Тут я лукавил, однако выкладывать наши с Евой соображения насчет призраков и их роли в жизни семьи Везелей в мои планы не входило.
— Я понимаю ваше облегчение, Анна Матвеевна, — продолжал я, — после того как Галчинский обратился с просьбой именно к вам. Если не ошибаюсь, Константин Романович был близким человеком в доме еще тогда, когда был жив ваш дед, он сыграл роль… ну, скажем, доброго ангела-хранителя. Вы никогда не замечали, что между ним и вашей матерью существуют какие-то особые отношения?
Анна быстро взглянула на меня и сейчас же отвела взгляд.
— Что вы имеете в виду? — спросила она. — Для меня он всегда оставался одним и тем же — другом семьи. Он больше возился с Павлом, чем со мной, но я об этом не жалела. Наши миры не пересекались, не говоря уже о том, что я была девчонкой, а он пожилым человеком, ученым. Это уж потом, когда я стала врачом, мы не раз оказывали друг другу услуги… Что касается мамы…
Она замолчала — на пороге возник младший Муратов, потомок Везелей и Кокориных. Потомок жалобно произнес:
— Мам, мы сегодня собираемся ужинать?
Анна встрепенулась.
— Скоро, — сказала она. — Буквально сейчас. Я позову, Митя.
Парнишка скрылся. Анна спросила:
— Вы поужинаете с нами, Егор?
Не думаю, чтобы она была настолько недогадлива или ненаблюдательна, но касаться личной жизни своей матери Анна определенно не хотела.
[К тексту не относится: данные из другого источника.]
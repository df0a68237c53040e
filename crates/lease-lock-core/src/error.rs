//! Error types for lease operations.

use thiserror::Error;

/// Errors that can occur during lease operations.
#[derive(Error, Debug)]
pub enum LockError {
    /// The lease could not be obtained or extended.
    ///
    /// Returned by `refresh` when the key is gone or owned by another token.
    #[error("lease not obtained")]
    NotObtained,

    /// The lease is not held by this handle (released, expired or stolen).
    #[error("lease not held")]
    NotHeld,

    /// The store round trip failed (network, auth, protocol).
    #[error("store transport error: {0}")]
    Transport(#[source] Box<dyn std::error::Error + Send + Sync>),

    /// The random source failed while minting an ownership token.
    #[error("token generation failed: {0}")]
    Generation(#[source] rand::Error),

    /// Invalid lease key.
    #[error("invalid lease key: {0}")]
    InvalidKey(String),

    /// TTL not usable with this store or operation.
    #[error("invalid ttl: {0}")]
    InvalidTtl(String),

    /// Store or locker configuration is unusable.
    #[error("invalid configuration: {0}")]
    InvalidConfig(String),
}

impl LockError {
    /// Returns `true` for the expected outcomes of a race with another holder.
    pub fn is_contention(&self) -> bool {
        matches!(self, LockError::NotObtained | LockError::NotHeld)
    }

    /// Returns `true` if the store itself could not be reached or answered badly.
    pub fn is_transport(&self) -> bool {
        matches!(self, LockError::Transport(_))
    }
}

/// Result type for lease operations.
pub type LockResult<T> = Result<T, LockError>;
Поэтому мне ничего не оставалось, как принять приглашение — дома никого, в пустом холодильнике сплошные торосы, а жена моя в данный момент возносит Всевышнему молитвы о том, чего я никогда не узнаю.
Пока женщина хлопотала у плиты, я прихватил пепельницу и вышел на балкончик. Там, в обществе серого исландского свитера знаменитого хирурга мне почему-то стало грустно, и я представил саркастическую ухмылочку Сабины Георгиевны Новак в тот момент, когда они с Евой поднимаются по стертым ступеням единственного в городе католического храма и Сабина произносит: «Голубушка, даже не спрашивайте меня, когда я здесь была в последний раз. Страшно подумать! Вот вам судьба — и все так просто!»
Анна накормила нас ужином, состоявшим из копченых куриных крыльев, разогретых в микроволновке, спагетти и наспех нарубленного салата. Мите полагался чай со сливками, а для меня на столе появилась початая бутылка красного «Саперави». Анна тоже выпила полбокала, и ее напряженное лицо слегка порозовело.